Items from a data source
//! Error types for document parsing, schema validation and argument formatting.

use std::fmt;

/// Result of parsing a tool document
pub type ParseResult<T> = Result<T, ParseError>;

/// Location used for violations that concern the whole document
pub const ROOT_LOCATION: &str = "<root>";

/// The kind of a single field-level schema violation
#[derive(Debug, Clone, PartialEq, Eq)]
pub enum ViolationKind {
    /// A required field is absent
    Missing,
    /// A type tag is not one of the registered tags
    UnknownType {
        /// The offending tag
        tag: String,
        /// Tags accepted at this location
        allowed: Vec<&'static str>,
    },
    /// A field has the wrong shape (e.g. a scalar where a sequence is expected)
    InvalidShape {
        /// Description of the accepted shapes
        expected: String,
    },
    /// Any other field-level failure reported by the deserializer
    Invalid {
        /// Deserializer message
        message: String,
    },
}

impl fmt::Display for ViolationKind {
    fn fmt(&self, f: &mut fmt::Formatter<'_>) -> fmt::Result {
        match self {
            Self::Missing => write!(f, "field required"),
            Self::UnknownType { tag, allowed } => write!(
                f,
                "type tag `{}` is not recognized (expected one of: {})",
                tag,
                allowed.join(", ")
            ),
            Self::InvalidShape { expected } => write!(f, "expected {}", expected),
            Self::Invalid { message } => write!(f, "{}", message),
        }
    }
}

/// A single field-level schema violation
#[derive(Debug, Clone, PartialEq, Eq)]
pub struct Violation {
    /// Dotted path of the offending field, e.g. `inputs.reads.inputBinding`
    pub location: String,
    /// What went wrong
    pub kind: ViolationKind,
}

impl Violation {
    /// Create a new violation
    #[must_use]
    pub fn new(location: impl Into<String>, kind: ViolationKind) -> Self {
        Self {
            location: location.into(),
            kind,
        }
    }

    /// A required field is absent
    #[must_use]
    pub fn missing(location: impl Into<String>) -> Self {
        Self::new(location, ViolationKind::Missing)
    }

    /// A field has the wrong shape
    #[must_use]
    pub fn invalid_shape(location: impl Into<String>, expected: impl Into<String>) -> Self {
        Self::new(
            location,
            ViolationKind::InvalidShape {
                expected: expected.into(),
            },
        )
    }

    /// A free-form field failure
    #[must_use]
    pub fn invalid(location: impl Into<String>, message: impl Into<String>) -> Self {
        Self::new(
            location,
            ViolationKind::Invalid {
                message: message.into(),
            },
        )
    }

    /// Whether this violation reports an unregistered type tag
    #[must_use]
    pub fn is_unknown_type(&self) -> bool {
        matches!(self.kind, ViolationKind::UnknownType { .. })
    }
}

impl fmt::Display for Violation {
    fn fmt(&self, f: &mut fmt::Formatter<'_>) -> fmt::Result {
        write!(f, "{}: {}", self.location, self.kind)
    }
}

/// The text could not be decoded into a structured value tree.
#[derive(Debug, Clone, PartialEq, Eq, thiserror::Error)]
#[error("Failed to parse the YAML document: {message}")]
pub struct DocumentParseError {
    /// Message of the underlying decoder
    pub message: String,
}

impl DocumentParseError {
    /// Wrap a decoder message
    #[must_use]
    pub fn new(message: impl Into<String>) -> Self {
        Self {
            message: message.into(),
        }
    }
}

/// The decoded tree does not satisfy the `CommandLineTool` data model.
#[derive(Debug, Clone, PartialEq, Eq, thiserror::Error)]
#[error(
    "The document does not respect the `CommandLineTool` schema: {}",
    render_violations(.violations)
)]
pub struct SchemaValidationError {
    /// Every violation collected during construction, in document order
    pub violations: Vec<Violation>,
}

impl SchemaValidationError {
    /// Create an error from collected violations
    #[must_use]
    pub fn new(violations: Vec<Violation>) -> Self {
        Self { violations }
    }

    /// Create an error from a single violation
    #[must_use]
    pub fn single(violation: Violation) -> Self {
        Self {
            violations: vec![violation],
        }
    }

    /// Whether any violation was reported at `location`
    #[must_use]
    pub fn has_violation_at(&self, location: &str) -> bool {
        self.violations.iter().any(|v| v.location == location)
    }
}

fn render_violations(violations: &[Violation]) -> String {
    let rendered: Vec<String> = violations.iter().map(ToString::to_string).collect();
    rendered.join("; ")
}

/// Failure of the document parsing entry points.
///
/// Invalid markup is always [`ParseError::Document`]; well-formed markup
/// with the wrong shape is always [`ParseError::Schema`].
#[derive(Debug, Clone, PartialEq, Eq, thiserror::Error)]
pub enum ParseError {
    /// Not valid markup
    #[error(transparent)]
    Document(#[from] DocumentParseError),
    /// Valid markup, wrong shape
    #[error(transparent)]
    Schema(#[from] SchemaValidationError),
}

impl ParseError {
    /// Whether this is a decode failure
    #[must_use]
    pub fn is_document(&self) -> bool {
        matches!(self, Self::Document(_))
    }

    /// Whether this is a schema-validation failure
    #[must_use]
    pub fn is_schema(&self) -> bool {
        matches!(self, Self::Schema(_))
    }

    /// Violations carried by a schema-validation failure
    #[must_use]
    pub fn violations(&self) -> &[Violation] {
        match self {
            Self::Document(_) => &[],
            Self::Schema(err) => &err.violations,
        }
    }
}

/// Failure while rendering an input parameter into command-line tokens.
#[derive(Debug, Clone, PartialEq, Eq, thiserror::Error)]
pub enum ArgumentError {
    /// A boolean flag was switched on but its binding declares no prefix
    #[error("Boolean input `{identifier}` is set but its binding has no prefix")]
    MissingPrefix {
        /// Identifier of the parameter, or `<anonymous>`
        identifier: String,
    },
    /// A `File` input has no identifier to build its placeholder from
    #[error("File input has no identifier")]
    MissingIdentifier,
    /// A file value is not a mapping with a string `path`
    #[error("File value for `{identifier}` has no string `path` field")]
    MissingPath {
        /// Identifier of the parameter
        identifier: String,
    },
    /// The process working directory could not be determined
    #[error("Cannot determine the working directory: {message}")]
    WorkingDirectory {
        /// Underlying I/O message
        message: String,
    },
}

■ Task item ■
Copy, please, exactly the lines that start at the first line of the data and end at the line containing "pub enum ViolationKind", both kept and no others.

■ Completed task ■
//! Error types for document parsing, schema validation and argument formatting.

use std::fmt;

/// Result of parsing a tool document
pub type ParseResult<T> = Result<T, ParseError>;

/// Location used for violations that concern the whole document
pub const ROOT_LOCATION: &str = "<root>";

/// The kind of a single field-level schema violation
#[derive(Debug, Clone, PartialEq, Eq)]
pub enum ViolationKind {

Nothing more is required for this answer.